## Task requirements
In the records below, find the line containing "pub async fn", then reproduce that line and every one after it to the end, exactly and alone.

## Available data
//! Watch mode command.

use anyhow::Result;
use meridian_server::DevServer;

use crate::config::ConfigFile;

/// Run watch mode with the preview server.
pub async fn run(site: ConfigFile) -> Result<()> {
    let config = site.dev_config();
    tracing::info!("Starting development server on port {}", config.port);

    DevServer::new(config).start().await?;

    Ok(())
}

## Completed task
pub async fn run(site: ConfigFile) -> Result<()> {
    let config = site.dev_config();
    tracing::info!("Starting development server on port {}", config.port);

    DevServer::new(config).start().await?;

    Ok(())
}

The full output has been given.